## DESCRIPTION OF THE TASK
Match the string "Clone" against each line below, and copy every line that matches.

## Collected data
*** Begin section ***

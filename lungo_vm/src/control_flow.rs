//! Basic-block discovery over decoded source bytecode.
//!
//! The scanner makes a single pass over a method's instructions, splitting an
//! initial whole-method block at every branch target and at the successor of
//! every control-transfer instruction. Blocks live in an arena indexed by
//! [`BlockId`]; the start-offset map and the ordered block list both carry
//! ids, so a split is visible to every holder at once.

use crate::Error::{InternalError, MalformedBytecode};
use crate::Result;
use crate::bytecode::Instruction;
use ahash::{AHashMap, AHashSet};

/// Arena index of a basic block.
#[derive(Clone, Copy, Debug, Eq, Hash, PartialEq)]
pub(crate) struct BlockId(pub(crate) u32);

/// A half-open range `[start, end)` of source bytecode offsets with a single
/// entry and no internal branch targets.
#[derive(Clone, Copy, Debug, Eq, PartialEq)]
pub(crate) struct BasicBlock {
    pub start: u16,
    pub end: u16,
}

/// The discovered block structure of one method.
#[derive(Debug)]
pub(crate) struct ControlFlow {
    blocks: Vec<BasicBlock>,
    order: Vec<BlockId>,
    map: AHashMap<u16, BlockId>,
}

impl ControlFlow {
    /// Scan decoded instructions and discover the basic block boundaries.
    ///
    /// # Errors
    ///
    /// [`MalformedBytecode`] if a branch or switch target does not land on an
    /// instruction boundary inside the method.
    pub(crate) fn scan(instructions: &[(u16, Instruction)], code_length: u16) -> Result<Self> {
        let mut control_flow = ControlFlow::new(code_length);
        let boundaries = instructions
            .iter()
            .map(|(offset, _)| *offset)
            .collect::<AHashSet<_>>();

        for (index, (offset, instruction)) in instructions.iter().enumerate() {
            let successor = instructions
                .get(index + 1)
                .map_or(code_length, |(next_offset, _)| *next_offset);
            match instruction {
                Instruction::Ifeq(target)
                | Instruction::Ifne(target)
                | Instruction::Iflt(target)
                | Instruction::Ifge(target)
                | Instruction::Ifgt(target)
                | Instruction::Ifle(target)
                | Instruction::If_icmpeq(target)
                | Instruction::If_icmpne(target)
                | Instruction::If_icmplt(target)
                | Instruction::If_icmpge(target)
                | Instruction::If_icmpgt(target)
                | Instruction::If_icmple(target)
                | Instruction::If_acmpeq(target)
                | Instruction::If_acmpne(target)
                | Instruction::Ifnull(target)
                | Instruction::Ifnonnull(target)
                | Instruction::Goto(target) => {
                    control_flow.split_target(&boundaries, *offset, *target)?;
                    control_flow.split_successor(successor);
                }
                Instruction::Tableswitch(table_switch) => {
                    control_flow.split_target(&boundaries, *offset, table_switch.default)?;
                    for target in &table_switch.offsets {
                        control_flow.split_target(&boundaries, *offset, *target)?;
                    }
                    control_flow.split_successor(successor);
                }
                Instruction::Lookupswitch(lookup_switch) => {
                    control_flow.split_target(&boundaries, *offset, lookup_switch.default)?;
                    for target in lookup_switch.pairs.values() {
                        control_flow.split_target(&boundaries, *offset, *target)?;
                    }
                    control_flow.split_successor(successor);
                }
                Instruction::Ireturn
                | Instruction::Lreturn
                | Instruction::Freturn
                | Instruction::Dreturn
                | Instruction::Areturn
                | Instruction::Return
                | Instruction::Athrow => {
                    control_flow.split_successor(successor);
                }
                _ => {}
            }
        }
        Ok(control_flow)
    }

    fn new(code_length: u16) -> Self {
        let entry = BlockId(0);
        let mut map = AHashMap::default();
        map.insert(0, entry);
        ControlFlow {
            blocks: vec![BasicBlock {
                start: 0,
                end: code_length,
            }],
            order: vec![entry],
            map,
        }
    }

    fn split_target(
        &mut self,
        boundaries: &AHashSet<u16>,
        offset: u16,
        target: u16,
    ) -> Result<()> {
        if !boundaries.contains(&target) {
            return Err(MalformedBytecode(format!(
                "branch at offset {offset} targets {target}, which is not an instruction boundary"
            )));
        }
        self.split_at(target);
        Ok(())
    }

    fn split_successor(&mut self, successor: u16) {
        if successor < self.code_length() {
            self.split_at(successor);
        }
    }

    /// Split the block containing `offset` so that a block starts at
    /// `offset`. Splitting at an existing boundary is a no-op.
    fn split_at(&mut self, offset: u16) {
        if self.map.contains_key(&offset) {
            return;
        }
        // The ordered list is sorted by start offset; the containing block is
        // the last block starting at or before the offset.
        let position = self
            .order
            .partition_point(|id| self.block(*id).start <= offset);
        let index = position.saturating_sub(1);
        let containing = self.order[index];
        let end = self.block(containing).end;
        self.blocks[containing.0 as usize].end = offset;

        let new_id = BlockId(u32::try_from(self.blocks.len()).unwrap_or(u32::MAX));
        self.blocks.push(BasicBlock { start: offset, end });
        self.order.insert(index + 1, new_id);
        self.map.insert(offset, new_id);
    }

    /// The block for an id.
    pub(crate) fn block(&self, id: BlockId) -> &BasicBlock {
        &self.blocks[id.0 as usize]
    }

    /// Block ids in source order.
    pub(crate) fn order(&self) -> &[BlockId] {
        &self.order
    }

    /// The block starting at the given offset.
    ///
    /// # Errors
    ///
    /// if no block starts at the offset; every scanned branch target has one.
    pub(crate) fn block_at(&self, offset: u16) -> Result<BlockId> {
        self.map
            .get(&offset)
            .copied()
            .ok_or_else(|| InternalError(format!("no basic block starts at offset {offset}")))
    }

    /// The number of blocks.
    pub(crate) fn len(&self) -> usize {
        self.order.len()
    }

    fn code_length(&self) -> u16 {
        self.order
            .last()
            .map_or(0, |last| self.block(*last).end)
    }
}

*** End section ***

## PROBLEM SOLUTION
#[derive(Clone, Copy, Debug, Eq, Hash, PartialEq)]
#[derive(Clone, Copy, Debug, Eq, PartialEq)]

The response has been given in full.